Pitched roof on single storey extension leaking at low end above patio door

I had a single storey extension done 2 yrs ago. The roof is pitched. It was passed by Building Control. I went back to building Control. They don't want to know. It has been passed. The builders have gone and not given their details. Husband handled this. Husband now died of cancer. I have a leaking roof at the bottom of the roof above patio door where ceiling slope ends. Leaks only after heavy rainfall. I have had all the flashing redone by a roofer. I have had the velux windows re-sealed with lead and cemented in. 10 roof tiles were replaced. This roofer has failed to return. I now have to seek someone else. I don't want to throw money at this roof only to find it leaks again despite the work done.

2 Answers

Best Answer

The best thing for you to do is to get a qualified person out to look at the roof.
As an example; we would start by checking visibly all of the outer areas of the roof to see if there were any cracked or broken tiles, checking the area where you say the leak is coming from or happening most, remove a layer of tiles to inspect the felt underneath and make sure that the felt is laid properly with the end of the felt rounded into the gutter and not cut short or folded back allowing water to penetrate into the extension.
I have personally seen extensions built by builders where felt has been cut short, where there are tiles upside down on the roof and worse where the so called builder has skipped the felt stage totally and plasterboarded inside so it cannot be viewed.
If you would like us to come out we do offer a completely free no obligation survey service.

Answered 19th Oct 2013

THERMOTEX COATINGS

Member since 6 Aug 2012

This sounds like either the gutters are blocked; the down pipe is blocked or the joints in the guttering are leaking. From your description the leak is external?

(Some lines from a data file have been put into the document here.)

//! Application configuration loaded from environment variables.
//!
//! Strava credentials are optional at startup: the OAuth endpoints report
//! their absence per request, so a box can boot (and serve `/health`)
//! before the app is registered with Strava.

use std::env;

/// Deployment environment, controlling the cookie `Secure` attribute.
#[derive(Debug, Clone, Copy, PartialEq, Eq)]
pub enum Environment {
    Development,
    Production,
}

impl Environment {
    /// Parse from the `APP_ENV` value. Only `production` (any case) is
    /// production; everything else falls back to development.
    pub fn parse(value: &str) -> Self {
        if value.eq_ignore_ascii_case("production") {
            Environment::Production
        } else {
            Environment::Development
        }
    }

    pub fn is_production(self) -> bool {
        self == Environment::Production
    }
}

/// Application configuration, loaded once at startup.
#[derive(Debug, Clone)]
pub struct Config {
    /// Strava OAuth client ID (public)
    pub strava_client_id: Option<String>,
    /// Strava OAuth client secret
    pub strava_client_secret: Option<String>,
    /// Public origin of this deployment, used to build the OAuth
    /// redirect URI and the post-callback redirects
    pub base_url: String,
    /// Deployment environment (cookie security flags)
    pub environment: Environment,
    /// Server port
    pub port: u16,
}

impl Default for Config {
    /// Default config for testing only.
    fn default() -> Self {
        Self {
            strava_client_id: Some("test_client_id".to_string()),
            strava_client_secret: Some("test_secret".to_string()),
            base_url: "http://localhost:8080".to_string(),
            environment: Environment::Development,
            port: 8080,
        }
    }
}

impl Config {
    /// Load configuration from environment variables.
    ///
    /// Loads `.env` first for local development. Never fails: credentials
    /// are optional and everything else has a default.
    pub fn from_env() -> Self {
        dotenvy::dotenv().ok(); // Load .env file if present

        Self {
            strava_client_id: env::var("STRAVA_CLIENT_ID")
                .ok()
                .map(|v| v.trim().to_string())
                .filter(|v| !v.is_empty()),
            strava_client_secret: env::var("STRAVA_CLIENT_SECRET")
                .ok()
                .map(|v| v.trim().to_string())
                .filter(|v| !v.is_empty()),
            base_url: env::var("BASE_URL")
                .unwrap_or_else(|_| "http://localhost:8080".to_string()),
            environment: env::var("APP_ENV")
                .map(|v| Environment::parse(&v))
                .unwrap_or(Environment::Development),
            port: env::var("PORT")
                .unwrap_or_else(|_| "8080".to_string())
                .parse()
                .unwrap_or(8080),
        }
    }

    /// Both OAuth credentials, when configured.
    pub fn oauth_credentials(&self) -> Option<(&str, &str)> {
        match (&self.strava_client_id, &self.strava_client_secret) {
            (Some(id), Some(secret)) => Some((id, secret)),
            _ => None,
        }
    }
}
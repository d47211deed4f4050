// SPDX-License-Identifier: MIT
// Copyright 2026 Roland Dreier <roland@rolandd.dev>

//! CycleMax API Server
//!
//! Connects a cyclist's Strava account to the CycleMax dashboard: runs the
//! OAuth flow, stores tokens in cookies, and proxies activity reads.

use cyclemax_api::{config::Config, services::StravaService, AppState};
use std::sync::Arc;
use tracing_subscriber::{layer::SubscriberExt, util::SubscriberInitExt};

#[tokio::main]
async fn main() -> Result<(), Box<dyn std::error::Error>> {
    // Initialize structured JSON logging
    init_logging();

    // Load configuration from environment
    let config = Config::from_env();
    tracing::info!(port = config.port, "Starting CycleMax API");

    if config.oauth_credentials().is_none() {
        tracing::warn!(
            "STRAVA_CLIENT_ID / STRAVA_CLIENT_SECRET not set; OAuth endpoints will fail until configured"
        );
    }

    // Initialize Strava service
    let strava = StravaService::new(
        config.strava_client_id.clone(),
        config.strava_client_secret.clone(),
    );

    // Build shared state
    let state = Arc::new(AppState {
        config: config.clone(),
        strava,
    });

    // Build router
    let app = cyclemax_api::routes::create_router(state);

    // Start server
    let addr = format!("0.0.0.0:{}", config.port);
    let listener = tokio::net::TcpListener::bind(&addr).await?;
    tracing::info!(address = %addr, "Server listening");

    axum::serve(listener, app).await?;
    Ok(())
}

/// Initialize structured JSON logging.
fn init_logging() {
    let format = tracing_subscriber::fmt::layer()
        .json()
        .with_target(false)
        .with_current_span(true)
        .flatten_event(true);

    tracing_subscriber::registry()
        .with(
            tracing_subscriber::EnvFilter::from_default_env()
                .add_directive("cyclemax_api=debug".parse().unwrap())
                .add_directive("info".parse().unwrap()),
        )
        .with(format)
        .init();
}
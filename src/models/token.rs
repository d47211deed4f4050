// SPDX-License-Identifier: MIT
// Copyright 2026 Roland Dreier <roland@kernel.org>

//! OAuth token payloads from the Strava token endpoint.

use serde::Deserialize;

/// Response from Strava's `/oauth/token` endpoint.
///
/// Returned both for the initial authorization-code exchange and for
/// refresh-token grants. Strava rotates the refresh token on every grant.
#[derive(Debug, Clone, Deserialize)]
pub struct TokenPair {
    /// Short-lived bearer token for API calls (expires after ~6 hours)
    pub access_token: String,
    /// Long-lived token used to obtain new access tokens
    pub refresh_token: String,
    /// Access token expiry as Unix epoch seconds
    pub expires_at: i64,
}
// SPDX-License-Identifier: MIT
// Copyright 2026 Roland Dreier <roland@rolandd.dev>

use axum::http::header;
use axum::response::Response;
use cyclemax_api::config::Config;
use cyclemax_api::routes::create_router;
use cyclemax_api::services::StravaService;
use cyclemax_api::AppState;
use std::sync::Arc;

/// Create a test app with the default test config.
///
/// The Strava client points at the real upstream; only tests that never
/// leave the router should use this.
#[allow(dead_code)]
pub fn create_test_app() -> (axum::Router, Arc<AppState>) {
    create_test_app_with(Config::default(), None)
}

/// Create a test app whose Strava client talks to a mock upstream.
#[allow(dead_code)]
pub fn create_test_app_with_upstream(upstream: &str) -> (axum::Router, Arc<AppState>) {
    create_test_app_with(Config::default(), Some(upstream))
}

/// Create a test app from an explicit config, optionally pointing the
/// Strava client at a mock upstream.
#[allow(dead_code)]
pub fn create_test_app_with(
    config: Config,
    upstream: Option<&str>,
) -> (axum::Router, Arc<AppState>) {
    let mut strava = StravaService::new(
        config.strava_client_id.clone(),
        config.strava_client_secret.clone(),
    );
    if let Some(base) = upstream {
        strava = strava.with_base_urls(format!("{base}/api/v3"), format!("{base}/oauth"));
    }

    let state = Arc::new(AppState { config, strava });
    (create_router(state.clone()), state)
}

/// Collect all `Set-Cookie` header values from a response.
#[allow(dead_code)]
pub fn set_cookie_headers(response: &Response) -> Vec<String> {
    response
        .headers()
        .get_all(header::SET_COOKIE)
        .iter()
        .map(|value| value.to_str().unwrap().to_string())
        .collect()
}

/// Find the `Set-Cookie` value for a named cookie, panicking if absent.
#[allow(dead_code)]
pub fn find_cookie(headers: &[String], name: &str) -> String {
    headers
        .iter()
        .find(|value| value.starts_with(&format!("{name}=")))
        .cloned()
        .unwrap_or_else(|| panic!("missing Set-Cookie header for {name}: {headers:?}"))
}

/// Read a response body as JSON.
#[allow(dead_code)]
pub async fn response_json(response: Response) -> serde_json::Value {
    let body = axum::body::to_bytes(response.into_body(), 64 * 1024)
        .await
        .unwrap();
    serde_json::from_slice(&body).unwrap()
}
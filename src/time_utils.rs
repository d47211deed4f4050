// SPDX-License-Identifier: MIT
// Copyright 2026 Roland Dreier <roland@rolandd.dev>

//! Shared helpers for date/time formatting.

use chrono::{DateTime, SecondsFormat};

/// Format a Unix timestamp (seconds) as RFC3339 with a `Z` suffix.
///
/// Strava reports token expiry as epoch seconds; this renders it for logs.
/// Out-of-range values fall back to the epoch rather than panicking.
pub fn format_epoch_rfc3339(secs: i64) -> String {
    DateTime::from_timestamp(secs, 0)
        .unwrap_or_default()
        .to_rfc3339_opts(SecondsFormat::Secs, true)
}
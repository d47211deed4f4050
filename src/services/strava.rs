// SPDX-License-Identifier: MIT
// Copyright 2026 Roland Dreier <roland@rolandd.dev>

//! Strava API client and token lifecycle service.
//!
//! Handles:
//! - Authorization URL construction for the OAuth redirect
//! - Authorization-code exchange and refresh-token grants
//! - Activity fetching with bearer auth

use serde::Deserialize;

use crate::error::AppError;
use crate::models::{Activity, TokenPair};
use crate::services::token_store::TokenStore;
use crate::time_utils::format_epoch_rfc3339;

const STRAVA_API_BASE: &str = "https://www.strava.com/api/v3";
const STRAVA_OAUTH_BASE: &str = "https://www.strava.com/oauth";

/// Scopes requested during authorization: profile read plus full activity read.
const OAUTH_SCOPE: &str = "read,activity:read_all";

/// Single page fetched per activities request; the frontend truncates further.
const DEFAULT_PAGE: u32 = 1;
const DEFAULT_PER_PAGE: u32 = 30;

/// Strava API client.
#[derive(Clone)]
pub struct StravaClient {
    http: reqwest::Client,
    api_base: String,
    oauth_base: String,
    client_id: Option<String>,
    client_secret: Option<String>,
}

impl StravaClient {
    /// Create a new Strava client.
    ///
    /// Credentials are optional so the server can boot without them; requests
    /// that need them fail with `ConfigMissing` instead.
    pub fn new(client_id: Option<String>, client_secret: Option<String>) -> Self {
        Self {
            http: reqwest::Client::new(),
            api_base: STRAVA_API_BASE.to_string(),
            oauth_base: STRAVA_OAUTH_BASE.to_string(),
            client_id,
            client_secret,
        }
    }

    /// Point the client at different API and OAuth endpoints (used by tests).
    pub fn with_base_urls(mut self, api_base: String, oauth_base: String) -> Self {
        self.api_base = api_base;
        self.oauth_base = oauth_base;
        self
    }

    fn has_credentials(&self) -> bool {
        self.client_id.is_some() && self.client_secret.is_some()
    }

    fn credentials(&self) -> Result<(&str, &str), AppError> {
        let client_id = self
            .client_id
            .as_deref()
            .ok_or(AppError::ConfigMissing("STRAVA_CLIENT_ID"))?;
        let client_secret = self
            .client_secret
            .as_deref()
            .ok_or(AppError::ConfigMissing("STRAVA_CLIENT_SECRET"))?;
        Ok((client_id, client_secret))
    }

    /// Build the provider authorize URL for the OAuth redirect.
    ///
    /// Pure string construction; the only failure is a missing client ID.
    pub fn authorization_url(&self, redirect_uri: &str) -> Result<String, AppError> {
        let client_id = self
            .client_id
            .as_deref()
            .ok_or(AppError::ConfigMissing("STRAVA_CLIENT_ID"))?;

        Ok(format!(
            "{}/authorize?client_id={}&response_type=code&redirect_uri={}&scope={}",
            self.oauth_base,
            client_id,
            urlencoding::encode(redirect_uri),
            OAUTH_SCOPE
        ))
    }

    /// Exchange an authorization code for tokens.
    pub async fn exchange_code(&self, code: &str) -> Result<TokenPair, AppError> {
        let (client_id, client_secret) = self.credentials()?;

        let response = self
            .http
            .post(format!("{}/token", self.oauth_base))
            .form(&[
                ("client_id", client_id),
                ("client_secret", client_secret),
                ("code", code),
                ("grant_type", "authorization_code"),
            ])
            .send()
            .await
            .map_err(|e| AppError::StravaApi(format!("Token exchange request failed: {}", e)))?;

        self.check_response_json(response).await
    }

    /// Obtain a new access token from a refresh token.
    pub async fn refresh_token(&self, refresh_token: &str) -> Result<TokenPair, AppError> {
        let (client_id, client_secret) = self.credentials()?;

        let response = self
            .http
            .post(format!("{}/token", self.oauth_base))
            .form(&[
                ("client_id", client_id),
                ("client_secret", client_secret),
                ("refresh_token", refresh_token),
                ("grant_type", "refresh_token"),
            ])
            .send()
            .await
            .map_err(|e| AppError::StravaApi(format!("Token refresh request failed: {}", e)))?;

        self.check_response_json(response).await
    }

    /// List the athlete's activities (single page).
    pub async fn list_activities(
        &self,
        access_token: &str,
        page: u32,
        per_page: u32,
    ) -> Result<Vec<Activity>, AppError> {
        let url = format!("{}/athlete/activities", self.api_base);

        let response = self
            .http
            .get(&url)
            .bearer_auth(access_token)
            .query(&[
                ("page", page.to_string()),
                ("per_page", per_page.to_string()),
            ])
            .send()
            .await
            .map_err(|e| AppError::StravaApi(e.to_string()))?;

        self.check_response_json(response).await
    }

    /// Check response and parse JSON body.
    async fn check_response_json<T: for<'de> Deserialize<'de>>(
        &self,
        response: reqwest::Response,
    ) -> Result<T, AppError> {
        if !response.status().is_success() {
            let status = response.status();
            let body = response.text().await.unwrap_or_default();
            return Err(AppError::StravaApi(format!("HTTP {}: {}", status, body)));
        }

        response
            .json()
            .await
            .map_err(|e| AppError::StravaApi(format!("JSON parse error: {}", e)))
    }
}

// ─────────────────────────────────────────────────────────────────────────────
// StravaService - High-level service with token management
// ─────────────────────────────────────────────────────────────────────────────

/// High-level Strava service that manages the token lifecycle and API calls.
///
/// Token state lives entirely in the requester's cookies; every request
/// re-reads the store and at most one refresh-token grant is attempted per
/// request. Two concurrent requests holding the same stale token may both
/// refresh independently (last cookie writer wins); that race is accepted.
#[derive(Clone)]
pub struct StravaService {
    client: StravaClient,
}

impl StravaService {
    /// Create a new Strava service with optional OAuth credentials.
    pub fn new(client_id: Option<String>, client_secret: Option<String>) -> Self {
        Self {
            client: StravaClient::new(client_id, client_secret),
        }
    }

    /// Point the underlying client at different endpoints (used by tests).
    pub fn with_base_urls(mut self, api_base: String, oauth_base: String) -> Self {
        self.client = self.client.with_base_urls(api_base, oauth_base);
        self
    }

    /// Build the provider authorize URL for the OAuth redirect.
    pub fn authorization_url(&self, redirect_uri: &str) -> Result<String, AppError> {
        self.client.authorization_url(redirect_uri)
    }

    /// Exchange an authorization code for tokens. Exactly one attempt.
    pub async fn exchange_code(&self, code: &str) -> Result<TokenPair, AppError> {
        let pair = self.client.exchange_code(code).await?;
        tracing::info!(
            expires_at = %format_epoch_rfc3339(pair.expires_at),
            "Exchanged authorization code for tokens"
        );
        Ok(pair)
    }

    /// Fetch the athlete's recent activities, renewing the access token first
    /// when necessary.
    ///
    /// Per-request state machine:
    /// 1. Access token present: fetch with it.
    /// 2. No access token, refresh token present: attempt exactly one refresh
    ///    grant; persist the new access token to the store, then fetch.
    /// 3. Neither token (or no credentials to refresh with): `NoToken`.
    ///
    /// A renewed access token is written to the store before the upstream
    /// fetch, so the renewal survives even when the fetch itself fails.
    pub async fn fetch_activities(
        &self,
        store: &mut TokenStore,
    ) -> Result<Vec<Activity>, AppError> {
        let tokens = store.get();

        let access_token = match tokens.access {
            Some(token) => token,
            None => {
                let Some(refresh) = tokens.refresh else {
                    return Err(AppError::NoToken);
                };
                // Without credentials the refresh grant cannot be attempted,
                // so a lone refresh token is unusable.
                if !self.client.has_credentials() {
                    return Err(AppError::NoToken);
                }

                let pair = self.client.refresh_token(&refresh).await.map_err(|e| {
                    tracing::warn!(error = %e, "Access token refresh failed");
                    AppError::RefreshFailed
                })?;

                tracing::info!(
                    expires_at = %format_epoch_rfc3339(pair.expires_at),
                    "Access token refreshed"
                );

                store.set_access_token(&pair.access_token);
                pair.access_token
            }
        };

        self.client
            .list_activities(&access_token, DEFAULT_PAGE, DEFAULT_PER_PAGE)
            .await
            .map_err(|e| {
                tracing::error!(error = %e, "Failed to fetch activities from Strava");
                AppError::UpstreamFetch
            })
    }
}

I would test this by running a hose into the gutter, stand on a step ladder to watch what happens with the water, it should become apparent quite quickly where the source of the problem lies.

If the leak is an internal problem then it could be that the tiles have been incorrectly laid with a poorly fitted underlay. To investigate this fully would mean removing large sections of the roof tiles to expose the problem.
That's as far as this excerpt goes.